Across all the entries, tally the lines holding the word "with", and give the number by itself.
== SUPPLIED DATA
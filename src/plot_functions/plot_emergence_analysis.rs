// src/plot_functions/plot_emergence_analysis.rs

use plotters::style::RGBColor;

use std::error::Error;

use crate::constants::{
    COLOR_BASIC_BLUE, COLOR_BASIC_GREEN, COLOR_BASIC_PURPLE, COLOR_BASIC_RED, COLOR_GRAY,
    DETAIL_CURVE_POINTS, FIGSIZE_MEDIUM, FIGSIZE_ROW_OF_THREE, PERFORMANCE_BAND_HALF_WIDTH,
};
use crate::data_analysis::curves::logspace;
use crate::data_analysis::emergence::{
    dialogue_step, gradual_emergence, qa_point, reading_comprehension_point, sharp_transition,
    stepwise_emergence, DIALOGUE_STEPS_B,
};
use crate::data_analysis::synthetic::add_noise;
use crate::data_input::builtin::APPENDIX_SIZES_B;
use crate::figures::RenderContext;
use crate::plot_framework::{
    calculate_log_range, calculate_range, draw_panel_grid, draw_single_panel, Annotation, Band,
    LegendPosition, LineStyle, LinePanel, Panel, PlotSeries, ReferenceLine,
};
use crate::plot_functions::plot_dataset_scaling::min_max;

/// Performance with a ±0.05 band on the left axis and a dashed red
/// uncertainty line on the right axis, over log model size.
pub(crate) fn twin_axis_panel(
    title: &str,
    sizes_b: &[f64],
    performance: &[f64],
    uncertainty: &[f64],
    color: RGBColor,
) -> LinePanel {
    let perf: Vec<(f64, f64)> = sizes_b.iter().copied().zip(performance.iter().copied()).collect();
    let band = perf
        .iter()
        .map(|&(x, y)| (x, y - PERFORMANCE_BAND_HALF_WIDTH, y + PERFORMANCE_BAND_HALF_WIDTH))
        .collect();
    let unc: Vec<(f64, f64)> = sizes_b.iter().copied().zip(uncertainty.iter().copied()).collect();

    let (x_min, x_max) = min_max(sizes_b.iter().copied());
    let (p_min, p_max) = min_max(performance.iter().copied());
    let (u_min, u_max) = min_max(uncertainty.iter().copied());

    LinePanel::new(
        title,
        "Model Size (B params)",
        "Performance",
        calculate_log_range(x_min, x_max),
        calculate_range(
            (p_min - PERFORMANCE_BAND_HALF_WIDTH).min(0.1),
            p_max + PERFORMANCE_BAND_HALF_WIDTH,
        ),
    )
    .log_x()
    .band(Band::new(band, color, 0.2))
    .series(PlotSeries::new(perf, "Performance", color).stroke_width(2.5))
    .secondary(
        "Uncertainty",
        calculate_range(u_min, u_max),
        vec![PlotSeries::new(unc, "Uncertainty", COLOR_BASIC_RED)
            .line(LineStyle::Dashed)
            .stroke_width(2.0)],
    )
    .legend(LegendPosition::UpperLeft)
}

/// Dotted grey marker line with a short caption just right of it.
fn transition_marker(panel: LinePanel, at_b: f64, caption: &str) -> LinePanel {
    panel
        .vline(ReferenceLine::new(at_b, COLOR_GRAY, LineStyle::Dotted))
        .annotate(Annotation::label(caption, (at_b * 1.1, 0.1), (0, 0)).color(COLOR_GRAY))
}

fn emergence_panels(ctx: &RenderContext) -> [LinePanel; 3] {
    let (rc_perf, rc_unc): (Vec<f64>, Vec<f64>) =
        APPENDIX_SIZES_B.iter().map(|&s| reading_comprehension_point(s)).unzip();
    let reading = transition_marker(
        twin_axis_panel(
            "Reading Comprehension\nEmergence",
            &APPENDIX_SIZES_B,
            &rc_perf,
            &rc_unc,
            COLOR_BASIC_BLUE,
        ),
        1.0,
        "Sharp\nTransition",
    );

    let (qa_perf, qa_unc): (Vec<f64>, Vec<f64>) =
        APPENDIX_SIZES_B.iter().map(|&s| qa_point(s)).unzip();
    let qa = twin_axis_panel(
        "QA Capability\nGradual Emergence",
        &APPENDIX_SIZES_B,
        &qa_perf,
        &qa_unc,
        COLOR_BASIC_GREEN,
    );

    let mut rng = ctx.rng();
    let (step_perf, step_unc): (Vec<f64>, Vec<f64>) =
        APPENDIX_SIZES_B.iter().map(|&s| dialogue_step(s)).unzip();
    let step_perf = add_noise(&mut rng, &step_perf, 0.01);
    let step_unc = add_noise(&mut rng, &step_unc, 0.01);
    let mut dialogue = twin_axis_panel(
        "Dialogue Capability\nStepwise Emergence",
        &APPENDIX_SIZES_B,
        &step_perf,
        &step_unc,
        COLOR_BASIC_PURPLE,
    );
    for step in DIALOGUE_STEPS_B {
        dialogue = transition_marker(dialogue, step, &format!("Step\n{step}B"));
    }

    [reading, qa, dialogue]
}

fn pattern_detail_panel() -> LinePanel {
    let sizes = logspace(-2.0, 1.0, DETAIL_CURVE_POINTS);
    let curve = |f: fn(f64) -> f64| sizes.iter().map(|&s| (s, f(s))).collect::<Vec<_>>();
    let (y_min, y_max) = min_max(
        sizes
            .iter()
            .flat_map(|&s| [sharp_transition(s), gradual_emergence(s), stepwise_emergence(s)]),
    );
    let (x_min, x_max) = min_max(sizes.iter().copied());
    LinePanel::new(
        "Comparison of Emergence Patterns",
        "Model Size (B params)",
        "Capability Level",
        (x_min, x_max),
        calculate_range(y_min, y_max),
    )
    .log_x()
    .series(
        PlotSeries::new(curve(sharp_transition), "Sharp Transition", COLOR_BASIC_BLUE)
            .stroke_width(2.0),
    )
    .series(
        PlotSeries::new(curve(gradual_emergence), "Gradual Emergence", COLOR_BASIC_GREEN)
            .stroke_width(2.0),
    )
    .series(
        PlotSeries::new(curve(stepwise_emergence), "Stepwise", COLOR_BASIC_PURPLE)
            .stroke_width(2.0),
    )
    .legend(LegendPosition::UpperLeft)
}

/// Sharp, gradual and stepwise emergence panels, and the three patterns
/// compared on one axis.
pub fn plot_emergence_analysis(ctx: &RenderContext) -> Result<(), Box<dyn Error>> {
    let mut panels = emergence_panels(ctx).map(|p| Some(Panel::Line(p)));
    draw_panel_grid(
        &ctx.output("emergence_analysis.png"),
        None,
        (1, 3),
        FIGSIZE_ROW_OF_THREE,
        ctx.dpi,
        |index| panels.get_mut(index).and_then(Option::take),
    )?;

    draw_single_panel(
        &ctx.output("emergence_patterns_detail.png"),
        FIGSIZE_MEDIUM,
        ctx.dpi,
        Panel::Line(pattern_detail_panel()),
    )
}

#[cfg(test)]
mod tests {
    use super::*;

    #[test]
    fn test_twin_axis_panel_layout() {
        let panel = twin_axis_panel(
            "t",
            &[0.1, 1.0, 7.0],
            &[0.2, 0.3, 0.4],
            &[0.5, 0.4, 0.3],
            COLOR_BASIC_BLUE,
        );
        assert_eq!(panel.bands.len(), 1);
        assert_eq!(panel.bands[0].points[1], (1.0, 0.25, 0.35));
        let secondary = panel.secondary.as_ref().map(|s| s.series.len());
        assert_eq!(secondary, Some(1));
    }

    #[test]
    fn test_dialogue_panel_marks_every_step() {
        let ctx = RenderContext::default();
        let [reading, qa, dialogue] = emergence_panels(&ctx);
        assert_eq!(reading.vlines.len(), 1);
        assert!(qa.vlines.is_empty());
        assert_eq!(dialogue.vlines.len(), DIALOGUE_STEPS_B.len());
        assert_eq!(dialogue.annotations[1].text, "Step\n1B");
    }

    #[test]
    fn test_detail_patterns_fit_the_axis() {
        let panel = pattern_detail_panel();
        assert_eq!(panel.series.len(), 3);
        for s in &panel.series {
            assert_eq!(s.data.len(), DETAIL_CURVE_POINTS);
            assert!(s.data.iter().all(|p| p.1 >= panel.y_range.0 && p.1 <= panel.y_range.1));
        }
        let stepwise = &panel.series[2].data;
        assert!(stepwise.iter().all(|p| (0.1..=0.5).contains(&p.1)));
    }
}

// src/plot_functions/plot_emergence_analysis.rs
====
• YOUR RESPONSE: 2